_TASK BRIEF_: Report every line of the data where the string "enum" appears.

DATA FOR ANALYSIS Start Marker

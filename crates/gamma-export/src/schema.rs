//! Table schema descriptor (`<table>.schema`).
//!
//! Field order in the schema fixes the byte layout of every profile record,
//! and vector field order fixes which vector store each field reads from.

use std::fmt;
use std::fs::File;
use std::io::{BufReader, Read};
use std::path::Path;

use serde::Serialize;
use tracing::info;

use crate::binary::ByteCursor;
use crate::error::{Error, Result};

/// Reserved identifier field carried by every document.
pub const ID_FIELD: &str = "_id";

/// Scalar field type as encoded in the schema file.
#[derive(Debug, Clone, Copy, PartialEq, Eq, Serialize)]
#[serde(rename_all = "lowercase")]
pub enum FieldType {
    /// 4-byte signed integer.
    Int32,
    /// 8-byte unsigned integer.
    UInt64,
    /// 4-byte IEEE-754 float.
    Float32,
    /// 8-byte IEEE-754 float.
    Float64,
    /// (offset, length) reference into the segment string store.
    String,
}

impl FieldType {
    /// Maps a schema type code to a field type.
    #[must_use]
    pub const fn from_code(code: u16) -> Option<Self> {
        match code {
            0 => Some(Self::Int32),
            1 => Some(Self::UInt64),
            2 => Some(Self::Float32),
            3 => Some(Self::Float64),
            4 => Some(Self::String),
            _ => None,
        }
    }
}

impl fmt::Display for FieldType {
    fn fmt(&self, f: &mut fmt::Formatter<'_>) -> fmt::Result {
        let name = match self {
            Self::Int32 => "int",
            Self::UInt64 => "long",
            Self::Float32 => "float",
            Self::Float64 => "double",
            Self::String => "string",
        };
        f.write_str(name)
    }
}

/// A scalar field of the table.
#[derive(Debug, Clone, PartialEq, Eq, Serialize)]
pub struct FieldDef {
    /// Field name.
    pub name: String,
    /// Field type.
    pub field_type: FieldType,
}

/// A vector field of the table.
#[derive(Debug, Clone, PartialEq, Eq, Serialize)]
pub struct VectorFieldDef {
    /// Field name, also the name of its vector store.
    pub name: String,
    /// Raw type code. Values are always decoded as packed `f32`.
    pub type_code: u16,
    /// Number of `f32` components per vector.
    pub dimension: usize,
}

/// Parsed table schema.
#[derive(Debug, Clone, Default, PartialEq, Eq, Serialize)]
pub struct Schema {
    /// Number of indexes declared by the table (informational).
    pub index_count: i32,
    /// Scalar fields in record byte order.
    pub fields: Vec<FieldDef>,
    /// Vector fields in store order.
    pub vectors: Vec<VectorFieldDef>,
}

impl Schema {
    /// Looks up a scalar field by name.
    #[must_use]
    pub fn field(&self, name: &str) -> Option<&FieldDef> {
        self.fields.iter().find(|f| f.name == name)
    }

    /// The vector field that gates export eligibility.
    #[must_use]
    pub fn primary_vector(&self) -> Option<&VectorFieldDef> {
        self.vectors.first()
    }
}

/// Reads schema descriptor files.
pub struct SchemaReader;

impl SchemaReader {
    /// Reads and parses the schema file at `path`.
    ///
    /// # Errors
    ///
    /// Returns [`Error::MissingFile`] if the file does not exist and
    /// [`Error::Format`] if its layout is malformed or a scalar type code is
    /// unknown.
    pub fn read(path: &Path) -> Result<Schema> {
        let file = File::open(path).map_err(|e| match e.kind() {
            std::io::ErrorKind::NotFound => Error::MissingFile(path.to_path_buf()),
            _ => Error::Io(e),
        })?;
        let schema = Self::parse(BufReader::new(file), path)?;

        info!(
            "schema info: [index_num: {}, field_num: {}, field_names: {:?}, field_types: {:?}, vector_num: {}, vector_names: {:?}, dimensions: {:?}]",
            schema.index_count,
            schema.fields.len(),
            schema.fields.iter().map(|f| f.name.as_str()).collect::<Vec<_>>(),
            schema.fields.iter().map(|f| f.field_type.to_string()).collect::<Vec<_>>(),
            schema.vectors.len(),
            schema.vectors.iter().map(|v| v.name.as_str()).collect::<Vec<_>>(),
            schema.vectors.iter().map(|v| v.dimension).collect::<Vec<_>>(),
        );

        Ok(schema)
    }

    /// Parses a schema from any reader; `path` is used for error context.
    ///
    /// # Errors
    ///
    /// Returns [`Error::Format`] on malformed input.
    pub fn parse<R: Read>(reader: R, path: &Path) -> Result<Schema> {
        let mut cursor = ByteCursor::new(reader, path);

        let index_count = cursor.read_i32("index count")?;
        let field_count = cursor.read_len("field count")?;

        let mut fields = Vec::with_capacity(field_count.min(1024));
        for _ in 0..field_count {
            let name_len = cursor.read_len("field name length")?;
            let name = cursor.read_string(name_len, "field name")?;
            let code_offset = cursor.offset();
            let code = cursor.read_u16("field type")?;
            let field_type = FieldType::from_code(code).ok_or_else(|| {
                Error::format(
                    path,
                    code_offset,
                    format!("field type[{code}] of '{name}' is not known"),
                )
            })?;
            cursor.read_u8("reserved byte")?;
            fields.push(FieldDef { name, field_type });
        }

        let vector_count = cursor.read_len("vector count")?;
        let mut vectors = Vec::with_capacity(vector_count.min(64));
        for _ in 0..vector_count {
            let name_len = cursor.read_len("vector name length")?;
            let name = cursor.read_string(name_len, "vector name")?;
            let type_code = cursor.read_u16("vector type")?;
            cursor.read_u8("reserved byte")?;
            let dimension = cursor.read_len("vector dimension")?;
            vectors.push(VectorFieldDef {
                name,
                type_code,
                dimension,
            });
        }

        Ok(Schema {
            index_count,
            fields,
            vectors,
        })
    }
}
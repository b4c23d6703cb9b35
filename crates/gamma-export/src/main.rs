//! gamma-export CLI
//!
//! Reads a gamma table from disk and exports its live documents to a file or
//! a bulk endpoint.

// CLI tool - relax pedantic lints for ergonomics
#![allow(clippy::pedantic)]

use clap::Parser;
use std::path::{Path, PathBuf};
use std::sync::Arc;
use tracing::{error, info, Level};
use tracing_subscriber::FmtSubscriber;

use gamma_export::config::{ExportConfig, ExportOptions, SinkConfig, SourceConfig};
use gamma_export::vectors::default_opener;

#[derive(Parser)]
#[command(name = "gamma-export")]
#[command(version)]
#[command(about = "Export gamma vector tables to a file or a bulk endpoint", long_about = None)]
struct Cli {
    /// Configuration file path (replaces the source/sink flags)
    #[arg(short, long, value_name = "FILE")]
    config: Option<PathBuf>,

    /// Gamma data directory
    #[arg(short = 'f', long, default_value = "./")]
    filepath: PathBuf,

    /// Table name (directory under the data directory)
    #[arg(short = 't', long, default_value = "1")]
    table_name: String,

    /// Router URL of the target space
    #[arg(short = 'u', long, conflicts_with = "savepath")]
    url: Option<String>,

    /// Local output file
    #[arg(short = 's', long)]
    savepath: Option<PathBuf>,

    /// The store was built with 64-bit string offsets (TABLE_STR_INT64)
    #[arg(long)]
    int64: bool,

    /// Send one request per document instead of bulk batches
    #[arg(long, requires = "url")]
    single: bool,

    /// Documents per bulk request
    #[arg(long)]
    batch_size: Option<usize>,

    /// Number of batcher workers
    #[arg(long)]
    batchers: Option<usize>,

    /// Maximum concurrent bulk requests
    #[arg(long)]
    uploaders: Option<usize>,

    /// Verbose output
    #[arg(short, long)]
    verbose: bool,
}

#[tokio::main]
async fn main() -> anyhow::Result<()> {
    let cli = Cli::parse();

    // Setup logging
    let level = if cli.verbose {
        Level::DEBUG
    } else {
        Level::INFO
    };
    let subscriber = FmtSubscriber::builder()
        .with_max_level(level)
        .with_target(false)
        .finish();
    tracing::subscriber::set_global_default(subscriber)?;

    let config = match build_config(&cli) {
        Ok(config) => config,
        Err(e) => {
            error!("{e}");
            std::process::exit(1);
        }
    };
    config.validate()?;
    check_paths(&config)?;

    info!("Starting export...");
    let stats = match gamma_export::run(&config, Arc::from(default_opener())).await {
        Ok(stats) => stats,
        Err(e) => {
            error!("export aborted: {e}");
            return Err(e.into());
        }
    };

    println!("\n✅ Export Complete!");
    println!("   Documents:  {}", stats.documents);
    println!("   Superseded: {}", stats.superseded);
    println!("   Exported:   {}", stats.exported);
    println!("   Failed:     {}", stats.failed);
    println!("   Duration:   {:.2}s", stats.duration_secs);
    println!("   Throughput: {:.0} docs/sec", stats.throughput());

    Ok(())
}

fn build_config(cli: &Cli) -> anyhow::Result<ExportConfig> {
    let mut config = if let Some(path) = &cli.config {
        info!("Loading configuration from {:?}", path);
        ExportConfig::from_file(path)?
    } else {
        let sink = match (&cli.url, &cli.savepath) {
            (Some(url), _) if cli.single => SinkConfig::Document { url: url.clone() },
            (Some(url), _) => SinkConfig::Bulk { url: url.clone() },
            (None, Some(path)) => SinkConfig::File { path: path.clone() },
            (None, None) => anyhow::bail!("one of --url or --savepath is required"),
        };
        ExportConfig {
            source: SourceConfig {
                path: cli.filepath.clone(),
                table: cli.table_name.clone(),
                wide_ids: cli.int64,
            },
            sink,
            options: ExportOptions::default(),
        }
    };

    if let Some(bs) = cli.batch_size {
        config.options.batch_size = bs;
    }
    if let Some(n) = cli.batchers {
        config.options.batchers = n;
    }
    if let Some(n) = cli.uploaders {
        config.options.uploaders = n;
    }
    Ok(config)
}

fn check_paths(config: &ExportConfig) -> anyhow::Result<()> {
    let root = &config.source.path;
    if !root.exists() {
        anyhow::bail!("filepath[{}] does not exist!", root.display());
    }
    if !root.join(&config.source.table).exists() {
        anyhow::bail!("table[{}] does not exist!", config.source.table);
    }
    if let SinkConfig::File { path } = &config.sink {
        let parent = path.parent().filter(|p| !p.as_os_str().is_empty());
        if let Some(parent) = parent {
            if !Path::new(parent).exists() {
                anyhow::bail!("directory[{}] does not exist!", parent.display());
            }
        }
    }
    Ok(())
}
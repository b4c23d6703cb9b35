//! Fixed-layout scalar records (`table/<n>.profile` + `table/<n>.str.profile`).
//!
//! Segments are numbered from zero and read until the next profile file is
//! absent. Each segment starts with a 5-byte preamble, an `i32` record count
//! at offset 5, and header padding; records begin at byte 54 when the store was
//! built with wide ids and at byte 46 otherwise. String fields hold an
//! (offset, length) reference into the segment's companion string store.

use std::fs::File;
use std::io::{BufReader, Read, Seek};
use std::path::{Path, PathBuf};

use serde::{Deserialize, Serialize};
use tracing::{debug, info};

use crate::binary::ByteCursor;
use crate::deletion::{DeletionIndex, DeletionIndexBuilder};
use crate::document::{Document, FieldValue};
use crate::error::{Error, Result};
use crate::schema::{FieldType, Schema, ID_FIELD};

/// Offset of the `i32` record count within a segment.
pub const RECORD_COUNT_OFFSET: u64 = 5;

/// Width of string references, fixed when the source store was built.
#[derive(Debug, Clone, Copy, Default, PartialEq, Eq, Serialize, Deserialize)]
#[serde(rename_all = "lowercase")]
pub enum IdWidth {
    /// `u32` offset + `u8` length; records start at byte 46.
    #[default]
    Narrow,
    /// `i64` offset + `u16` length; records start at byte 54.
    Wide,
}

impl IdWidth {
    /// Builds the mode from the `--int64` style flag.
    #[must_use]
    pub const fn from_wide(wide: bool) -> Self {
        if wide {
            Self::Wide
        } else {
            Self::Narrow
        }
    }

    /// Absolute offset of the first record in a segment.
    #[must_use]
    pub const fn records_start(self) -> u64 {
        match self {
            Self::Narrow => 46,
            Self::Wide => 54,
        }
    }
}

/// Paths of segment `n` inside `profile_dir`.
#[must_use]
pub fn segment_paths(profile_dir: &Path, n: usize) -> (PathBuf, PathBuf) {
    (
        profile_dir.join(format!("{n}.profile")),
        profile_dir.join(format!("{n}.str.profile")),
    )
}

/// Output of the scalar pass.
#[derive(Debug, Default)]
pub struct ProfileScan {
    /// Documents in record-index order, scalar fields only.
    pub documents: Vec<Document>,
    /// Frozen deletion index over the scanned records.
    pub deletion: DeletionIndex,
    /// Number of segments read.
    pub segments: usize,
}

/// Reads profile segments into documents.
pub struct ProfileReader<'a> {
    schema: &'a Schema,
    id_width: IdWidth,
}

impl<'a> ProfileReader<'a> {
    /// Creates a reader decoding records laid out by `schema`.
    #[must_use]
    pub fn new(schema: &'a Schema, id_width: IdWidth) -> Self {
        Self { schema, id_width }
    }

    /// Reads every segment under `profile_dir`.
    ///
    /// # Errors
    ///
    /// Returns [`Error::MissingFile`] if segment 0 or any companion string
    /// store is absent, and [`Error::Format`] on any layout violation.
    pub fn read(&self, profile_dir: &Path) -> Result<ProfileScan> {
        match self.schema.field(ID_FIELD) {
            Some(field) if field.field_type == FieldType::String => {}
            _ => {
                return Err(Error::format(
                    profile_dir,
                    0,
                    format!("schema has no string '{ID_FIELD}' field"),
                ))
            }
        }

        let mut documents = Vec::new();
        let mut deletion = DeletionIndexBuilder::new();
        let mut segment = 0;

        loop {
            let (profile_path, str_path) = segment_paths(profile_dir, segment);
            if !profile_path.exists() {
                if segment == 0 {
                    return Err(Error::MissingFile(profile_path));
                }
                break;
            }

            let profile = open(&profile_path)?;
            let strings = open(&str_path)?;
            let count = self.read_segment(
                ByteCursor::new(BufReader::new(profile), &profile_path),
                StringStore::new(ByteCursor::new(BufReader::new(strings), &str_path)),
                &mut documents,
                &mut deletion,
            )?;
            info!("profile_path: {}, size: {}", profile_path.display(), count);
            segment += 1;
        }

        let deletion = deletion.freeze();
        info!(
            "load profile finished, docs num: {}, delete num: {}",
            documents.len(),
            deletion.superseded_count()
        );

        Ok(ProfileScan {
            documents,
            deletion,
            segments: segment,
        })
    }

    /// Decodes one segment, appending to `documents`. Returns its record count.
    fn read_segment<R, S>(
        &self,
        mut cursor: ByteCursor<R>,
        mut strings: StringStore<S>,
        documents: &mut Vec<Document>,
        deletion: &mut DeletionIndexBuilder,
    ) -> Result<usize>
    where
        R: Read + Seek,
        S: Read + Seek,
    {
        cursor.seek_to(RECORD_COUNT_OFFSET)?;
        let count = cursor.read_len("record count")?;
        cursor.seek_to(self.id_width.records_start())?;
        debug!(
            "{}: {} records from offset {}",
            cursor.path().display(),
            count,
            cursor.offset()
        );

        for n in 0..count {
            let doc = self
                .read_record(&mut cursor, &mut strings)
                .map_err(|e| in_record(e, n, count))?;
            let record_index = documents.len() as u64;
            let id = doc
                .id()
                .ok_or_else(|| cursor.error(format!("record {n} has no {ID_FIELD}")))?;
            deletion.observe(id, record_index);
            documents.push(doc);
        }

        Ok(count)
    }

    fn read_record<R, S>(
        &self,
        cursor: &mut ByteCursor<R>,
        strings: &mut StringStore<S>,
    ) -> Result<Document>
    where
        R: Read + Seek,
        S: Read + Seek,
    {
        let mut doc = Document::new();
        for field in &self.schema.fields {
            let name = field.name.as_str();
            let value = match field.field_type {
                FieldType::Int32 => FieldValue::Int32(cursor.read_i32(name)?),
                FieldType::UInt64 => FieldValue::UInt64(cursor.read_u64(name)?),
                FieldType::Float32 => FieldValue::Float32(cursor.read_f32(name)?),
                FieldType::Float64 => FieldValue::Float64(cursor.read_f64(name)?),
                FieldType::String => {
                    let (offset, len) = match self.id_width {
                        IdWidth::Wide => {
                            let at = cursor.offset();
                            let offset = cursor.read_i64(name)?;
                            let offset = u64::try_from(offset).map_err(|_| {
                                Error::format(
                                    cursor.path(),
                                    at,
                                    format!("negative string offset {offset} for '{name}'"),
                                )
                            })?;
                            (offset, usize::from(cursor.read_u16(name)?))
                        }
                        IdWidth::Narrow => (
                            u64::from(cursor.read_u32(name)?),
                            usize::from(cursor.read_u8(name)?),
                        ),
                    };
                    FieldValue::String(strings.read(offset, len, name)?)
                }
            };
            doc.insert(name, value);
        }
        Ok(doc)
    }
}

/// Companion store holding the bytes of every string field in a segment.
struct StringStore<S> {
    cursor: ByteCursor<S>,
}

impl<S: Read + Seek> StringStore<S> {
    fn new(cursor: ByteCursor<S>) -> Self {
        Self { cursor }
    }

    fn read(&mut self, offset: u64, len: usize, field: &str) -> Result<String> {
        self.cursor.seek_to(offset)?;
        self.cursor.read_string(len, field)
    }
}

fn open(path: &Path) -> Result<File> {
    File::open(path).map_err(|e| match e.kind() {
        std::io::ErrorKind::NotFound => Error::MissingFile(path.to_path_buf()),
        _ => Error::Io(e),
    })
}

fn in_record(err: Error, n: usize, count: usize) -> Error {
    match err {
        Error::Format {
            path,
            offset,
            message,
        } => Error::Format {
            path,
            offset,
            message: format!("record {n} of {count}: {message}"),
        },
        other => other,
    }
}

#[cfg(test)]
#[path = "profile_tests.rs"]
mod tests;
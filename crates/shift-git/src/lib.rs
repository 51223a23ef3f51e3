//! Version-control helpers for kubeshift
//!
//! Service naming prefers repository identity over raw paths; this crate
//! answers "which repository does this directory belong to, and what is it
//! called", and turns arbitrary strings into metadata-safe names.

pub mod error;
pub mod identity;
pub mod naming;

pub use error::{Error, Result};
pub use identity::{RepoIdentity, probe, repo_name_from_url};
pub use naming::{MAX_NAME_LEN, to_metadata_name};
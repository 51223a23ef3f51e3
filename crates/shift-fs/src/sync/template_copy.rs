//! Merge that renders every file through the template engine

use std::fs;
use std::path::Path;

use serde::Serialize;
use serde_json::Value;

use super::engine::{SyncStrategy, Visit, already_synchronized, sync_tree};
use super::merge::{link_without_clobbering, type_conflict};
use crate::{Error, Result, io, template};

/// Strategy that merges source onto destination, rendering each file with
/// the bound data on the way.
#[derive(Debug)]
pub struct TemplateCopy {
    data: Value,
}

impl TemplateCopy {
    pub fn new(data: Value) -> Self {
        Self { data }
    }
}

impl SyncStrategy for TemplateCopy {
    fn on_file(&mut self, src: &Path, dst: &Path) -> Result<()> {
        if already_synchronized(src, dst) {
            return Ok(());
        }
        let text = fs::read_to_string(src).map_err(|e| Error::io(src, e))?;
        let rendered =
            template::render_value(&text, &self.data).map_err(|e| Error::template(src, e))?;
        tracing::debug!(src = %src.display(), dst = %dst.display(), "Rendering template");
        io::write_atomic(dst, rendered.as_bytes())?;
        let perms = fs::metadata(src).map_err(|e| Error::io(src, e))?.permissions();
        fs::set_permissions(dst, perms).map_err(|e| Error::io(dst, e))
    }

    fn on_addition(&mut self, src: &Path, dst: &Path) -> Result<Visit> {
        io::create_dir_like(src, dst)?;
        Ok(Visit::Descend)
    }

    fn on_deletion(&mut self, _src: &Path, _dst: &Path) -> Result<()> {
        Ok(())
    }

    fn on_mismatch(&mut self, src: &Path, dst: &Path) -> Result<Visit> {
        type_conflict(src, dst)
    }

    fn on_symlink(&mut self, src: &Path, dst: &Path) -> Result<()> {
        link_without_clobbering(src, dst)
    }
}

/// Render every file under `source` with `data` and merge the results onto
/// `destination`. `source` may be a single file.
pub fn template_copy<T: Serialize + ?Sized>(source: &Path, destination: &Path, data: &T) -> Result<()> {
    let value = serde_json::to_value(data)?;
    sync_tree(source, destination, &mut TemplateCopy::new(value))
}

DATA FOR ANALYSIS End Marker

_ANSWER TO THE EXERCISE_:
pub enum FieldType {
pub enum IdWidth {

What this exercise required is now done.